Wenn die mit verbundenen Augen gefesselte Daisy ein langes, tiefes Knurren von sich gibt, zeigt Bindi ein Lächeln, das so hell ist, dass es das Opernhaus von Sydney erleuchtet. „Krokodile sind sehr stimmgewaltig, ziemlich intelligent und sehr, sehr liebesfähig“, sagt sie. „Wenn ein erwachsenes Weibchen ihren Kopf auf den Bauch ihres Männchens legt, kann man das nur mit Liebe beschreiben. Sie beschützen ihre Babys und ihr Zuhause, und sie haben einen wunderbaren Sinn für Humor“. Andererseits muss man vielleicht ein Krokodil sein, um seine Boshaftigkeit voll zu schätzen.

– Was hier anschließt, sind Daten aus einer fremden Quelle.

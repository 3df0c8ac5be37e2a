//! Venue adapter contract
//!
//! One adapter per exchange. The adapter owns its transports and request
//! signing; it reports everything back through a single outbound channel of
//! [`AdapterEvent`]s which the execution core consumes on a per-venue pump
//! thread. A successful `submit_order` must return the order id before any
//! event referencing it is sent, and per-order timestamps must be monotone
//! with the terminal update last.

use common::error::EngineError;
use common::types::{Balance, MarketData, Order, OrderId, OrderStatus, OrderUpdate, Position, TradeUpdate};
use crossbeam::channel::Sender;
use rand::Rng;
use std::time::Duration;

/// Events flowing out of a venue adapter
#[derive(Debug, Clone)]
pub enum AdapterEvent {
    /// Market data tick for a subscribed symbol
    MarketData(MarketData),
    /// Order state change
    OrderUpdate(OrderUpdate),
    /// Trade (fill)
    TradeUpdate(TradeUpdate),
    /// Unrecoverable failure; sent at most once, the adapter is dead after
    Fatal {
        /// Failure description
        reason: String,
    },
}

/// Capability interface over one exchange
pub trait VenueAdapter: Send + Sync {
    /// Venue name used for routing
    fn name(&self) -> &str;

    /// Open transports and authenticate
    fn connect(&self) -> Result<(), EngineError>;

    /// Close transports; outstanding orders stay on the venue
    fn disconnect(&self) -> Result<(), EngineError>;

    /// Start streaming market data for a symbol
    fn subscribe_market_data(&self, symbol: &str) -> Result<(), EngineError>;

    /// Stop streaming market data for a symbol
    fn unsubscribe_market_data(&self, symbol: &str) -> Result<(), EngineError>;

    /// Submit an order; returns the venue-assigned id
    fn submit_order(&self, order: &Order) -> Result<OrderId, EngineError>;

    /// Cancel an order by id
    fn cancel_order(&self, order_id: &OrderId) -> Result<(), EngineError>;

    /// Query current order status; also the reconciliation path after a
    /// transport glitch
    fn order_status(&self, order_id: &OrderId) -> Result<OrderStatus, EngineError>;

    /// Account balances
    fn balance(&self) -> Result<Balance, EngineError>;

    /// Venue-side positions
    fn positions(&self) -> Result<Vec<Position>, EngineError>;

    /// Install the outbound event channel; called once at registration
    fn set_event_sink(&self, sink: Sender<AdapterEvent>);
}

/// Exponential backoff schedule for adapter reconnects
///
/// Base 500 ms doubling to a 30 s cap, with +/-25% jitter. After a
/// reconnect the adapter re-sends its outstanding subscriptions and queries
/// in-flight orders via `order_status`.
#[derive(Debug, Clone)]
pub struct ReconnectPolicy {
    base: Duration,
    cap: Duration,
    jitter: f64,
}

impl Default for ReconnectPolicy {
    fn default() -> Self {
        Self {
            base: Duration::from_millis(500),
            cap: Duration::from_secs(30),
            jitter: 0.25,
        }
    }
}

impl ReconnectPolicy {
    /// Policy with explicit base and cap, keeping the default jitter
    #[must_use]
    pub fn new(base: Duration, cap: Duration) -> Self {
        Self {
            base,
            cap,
            ..Self::default()
        }
    }

    /// Delay before reconnect attempt `attempt` (0-based), jittered
    #[must_use]
    pub fn delay_for(&self, attempt: u32) -> Duration {
        let exp = attempt.min(16);
        let raw = self
            .base
            .saturating_mul(1u32 << exp)
            .min(self.cap)
            .as_secs_f64();
        let factor = 1.0 + rand::thread_rng().gen_range(-self.jitter..=self.jitter);
        Duration::from_secs_f64(raw * factor)
    }

    /// Upper bound of the schedule, without jitter
    #[must_use]
    pub fn cap(&self) -> Duration {
        self.cap
    }
}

Das Krokodil hat etwas Unergründliches und Prähistorisches an sich, so als wäre es von einem Komitee leicht genervter Paläontologen entworfen worden. Sein Name leitet sich vom griechischen Wort krokodeilos ab, was „Wurm der Steine“ bedeutet. Australische Steinwürmer spielen in der Traumzeit, dem animistischen Rahmen der Mythologie der Aborigines, eine große Rolle. Das Volk der Gagudju im Arnhem Land glaubt, dass Ginga, ein geistiger Vorfahre, der an der Entstehung der Felsformationen in der Region beteiligt war, eine Verwandlung durchmachte, nachdem er versehentlich Feuer gefangen hatte. Er stürzte sich ins Wasser, um die Flammen zu löschen, und auf seinem Rücken bildeten sich raue, klumpige Narben. Er wurde zum ersten Krokodil.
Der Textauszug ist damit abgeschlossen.